INSTRUCTIONS FOR THE TASK:
Word for word, reproduce each entry.
Start of DATA TO EXAMINE
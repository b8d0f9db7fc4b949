use sea_orm::{ActiveModelTrait, IntoActiveModel};

use crate::{error::TestError, TestContext};

pub mod factory;

impl TestContext {
    pub fn city<'a>(&'a mut self) -> CityFixtures<'a> {
        CityFixtures { setup: self }
    }
}

/// Inserts city rows and sub-records into the test database.
pub struct CityFixtures<'a> {
    pub setup: &'a mut TestContext,
}

impl<'a> CityFixtures<'a> {
    /// Insert a mock city without a country.
    pub async fn insert_mock_city(
        &mut self,
        eurostat_code: &str,
    ) -> Result<entity::city::Model, TestError> {
        self.insert_mock_city_in(eurostat_code, None).await
    }

    /// Insert a mock city located in `english_country`.
    pub async fn insert_mock_city_in(
        &mut self,
        eurostat_code: &str,
        english_country: Option<&str>,
    ) -> Result<entity::city::Model, TestError> {
        self.insert_city(factory::mock_city(eurostat_code, english_country))
            .await
    }

    pub async fn insert_city(
        &mut self,
        city: entity::city::Model,
    ) -> Result<entity::city::Model, TestError> {
        Ok(city.into_active_model().insert(&self.setup.db).await?)
    }

    pub async fn insert_climate(
        &mut self,
        climate: entity::climate::Model,
    ) -> Result<entity::climate::Model, TestError> {
        Ok(climate.into_active_model().insert(&self.setup.db).await?)
    }

    pub async fn insert_cost_of_living(
        &mut self,
        cost_of_living: entity::cost_of_living::Model,
    ) -> Result<entity::cost_of_living::Model, TestError> {
        Ok(cost_of_living
            .into_active_model()
            .insert(&self.setup.db)
            .await?)
    }

    pub async fn insert_guide(
        &mut self,
        guide: entity::guide::Model,
    ) -> Result<entity::guide::Model, TestError> {
        Ok(guide.into_active_model().insert(&self.setup.db).await?)
    }

    pub async fn insert_housing(
        &mut self,
        housing: entity::housing::Model,
    ) -> Result<entity::housing::Model, TestError> {
        Ok(housing.into_active_model().insert(&self.setup.db).await?)
    }

    pub async fn insert_metrics(
        &mut self,
        metrics: entity::metrics::Model,
    ) -> Result<entity::metrics::Model, TestError> {
        Ok(metrics.into_active_model().insert(&self.setup.db).await?)
    }

    pub async fn insert_transport_budget(
        &mut self,
        transport_budget: entity::transport_budget::Model,
    ) -> Result<entity::transport_budget::Model, TestError> {
        Ok(transport_budget
            .into_active_model()
            .insert(&self.setup.db)
            .await?)
    }

    pub async fn insert_university(
        &mut self,
        university: entity::university::Model,
    ) -> Result<entity::university::Model, TestError> {
        Ok(university
            .into_active_model()
            .insert(&self.setup.db)
            .await?)
    }
}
End of DATA TO EXAMINE
ANSWER TO THIS EXERCISE:
repository b8d0f9db7fc4b949
use sea_orm::{ActiveModelTrait, IntoActiveModel};

use crate::{error::TestError, TestContext};

pub mod factory;

impl TestContext {
    pub fn city<'a>(&'a mut self) -> CityFixtures<'a> {
        CityFixtures { setup: self }
    }
}

/// Inserts city rows and sub-records into the test database.
pub struct CityFixtures<'a> {
    pub setup: &'a mut TestContext,
}

impl<'a> CityFixtures<'a> {
    /// Insert a mock city without a country.
    pub async fn insert_mock_city(
        &mut self,
        eurostat_code: &str,
    ) -> Result<entity::city::Model, TestError> {
        self.insert_mock_city_in(eurostat_code, None).await
    }

    /// Insert a mock city located in `english_country`.
    pub async fn insert_mock_city_in(
        &mut self,
        eurostat_code: &str,
        english_country: Option<&str>,
    ) -> Result<entity::city::Model, TestError> {
        self.insert_city(factory::mock_city(eurostat_code, english_country))
            .await
    }

    pub async fn insert_city(
        &mut self,
        city: entity::city::Model,
    ) -> Result<entity::city::Model, TestError> {
        Ok(city.into_active_model().insert(&self.setup.db).await?)
    }

    pub async fn insert_climate(
        &mut self,
        climate: entity::climate::Model,
    ) -> Result<entity::climate::Model, TestError> {
        Ok(climate.into_active_model().insert(&self.setup.db).await?)
    }

    pub async fn insert_cost_of_living(
        &mut self,
        cost_of_living: entity::cost_of_living::Model,
    ) -> Result<entity::cost_of_living::Model, TestError> {
        Ok(cost_of_living
            .into_active_model()
            .insert(&self.setup.db)
            .await?)
    }

    pub async fn insert_guide(
        &mut self,
        guide: entity::guide::Model,
    ) -> Result<entity::guide::Model, TestError> {
        Ok(guide.into_active_model().insert(&self.setup.db).await?)
    }

    pub async fn insert_housing(
        &mut self,
        housing: entity::housing::Model,
    ) -> Result<entity::housing::Model, TestError> {
        Ok(housing.into_active_model().insert(&self.setup.db).await?)
    }

    pub async fn insert_metrics(
        &mut self,
        metrics: entity::metrics::Model,
    ) -> Result<entity::metrics::Model, TestError> {
        Ok(metrics.into_active_model().insert(&self.setup.db).await?)
    }

    pub async fn insert_transport_budget(
        &mut self,
        transport_budget: entity::transport_budget::Model,
    ) -> Result<entity::transport_budget::Model, TestError> {
        Ok(transport_budget
            .into_active_model()
            .insert(&self.setup.db)
            .await?)
    }

    pub async fn insert_university(
        &mut self,
        university: entity::university::Model,
    ) -> Result<entity::university::Model, TestError> {
        Ok(university
            .into_active_model()
            .insert(&self.setup.db)
            .await?)
    }
}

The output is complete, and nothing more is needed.